Perforating 126 Film II

I thought I would follow up with a little bit of what I've learned after using the perforating rig on two rolls and running them through the Kodak Instamatic 500.

First, there is a little bit of room in the rig, so the film can slip down maybe a mm or two and the holes end up being up on the edge of the film. That makes them too high for the shutter reset pin to engage. Here is a pic of the shutter reset pin in the camera.

And here is one of the film I perforated.

The two strips on the bottom are the first roll I did and after I only got 5 shots for 12 perforations, I was more careful about lining up the second roll with the top edge of the perforating jig. That one did much better and I got 10 shots on that one. The ones that missed were still up at the top edge. I attribute this to the 'wiggle room' I mentioned before and also to the fact that the holes are hard to find in the cardboard in the dark. Also the paper hole punch is a little difficult to manage in the dark because I have to get the cardboard and the film into the punch where it is designed for only a piece of paper to go.

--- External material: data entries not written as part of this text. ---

//! Integration tests for fileset-cmdline.

use fileset_cmdline::{Commandline, ParseError, join_quoted, translate_commandline};

#[test]
fn test_cvs_commit_line() {
    let line =
        "cvs -d:pserver:user@host:/cvs commit -m \"added a new test file for 'fun'\" Test.php";

    let tokens = translate_commandline(line).unwrap();
    assert_eq!(
        tokens,
        [
            "cvs",
            "-d:pserver:user@host:/cvs",
            "commit",
            "-m",
            "added a new test file for 'fun'",
            "Test.php"
        ]
    );

    let cmd = Commandline::parse(line).unwrap();
    assert_eq!(cmd.executable(), Some("cvs"));
    assert_eq!(cmd.arguments().len(), 5);
    assert_eq!(cmd.arguments()[3], "added a new test file for 'fun'");
    assert_eq!(cmd.arguments()[4], "Test.php");
}

#[test]
fn test_unmatched_double_quote() {
    let err = translate_commandline("cvs commit -m \"oops").unwrap_err();
    assert!(matches!(err, ParseError::UnbalancedQuotes { .. }));
    assert!(err.to_string().contains("unbalanced quotes"));
}

#[test]
fn test_add_line_propagates_errors() {
    let mut cmd = Commandline::with_executable("sh");
    assert!(cmd.add_line("-c 'echo").is_err());
    assert!(cmd.arguments().is_empty());
}

#[test]
fn test_round_trip_through_string() {
    let mut cmd = Commandline::with_executable("git");
    cmd.add_arguments(["commit", "-m", "fix the \"thing\"", "--author", "A B <a@b>"]);

    let line = cmd.to_command_string().unwrap();
    let reparsed: Commandline = line.parse().unwrap();
    assert_eq!(reparsed, cmd);
}

#[test]
fn test_marker_splicing_after_more_arguments() {
    let mut cmd = Commandline::with_executable("tar");
    cmd.add_argument("-c");
    let files = cmd.create_marker();
    cmd.add_arguments(["-f", "out.tar"]);

    cmd.insert_at(&files, ["a.txt"]);
    cmd.insert_at(&files, ["b.txt"]);

    assert_eq!(cmd.marker_position(&files), 2);
    assert_eq!(
        cmd.to_vec(),
        ["tar", "-c", "b.txt", "a.txt", "-f", "out.tar"]
    );
    assert_eq!(join_quoted(&cmd.to_vec()).unwrap(), cmd.to_string());
}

The next steps are to cut a new jig out of 1/16 inch acrylic and possibly purchase a hollow leather hole punch to make the holes in the film. That would be simpler because I would just have to get the end of the punch into the existing hole in the jig and turn with a little pressure to punch out the film.

One last issue is frame spacing. I used an old roll of 126 film to position the holes in the jig, but the holes in the film are oblong, so I just aimed for the center. That made the images on the film come out right next to each other without any spacing between. I will adjust the distance between the holes and see if that problem doesn't go away. Stay tuned.

Here are a few shots I took with this film. It is Konica brand color negative film which I shot at its box speed of 160. It came out with a purple cast, which is not the end of the world, but I might lower the speed and see what it does. Also, my C-41 chemistry is WAAAY past the manufacturer's recommended roll count, so I will mix up a new batch.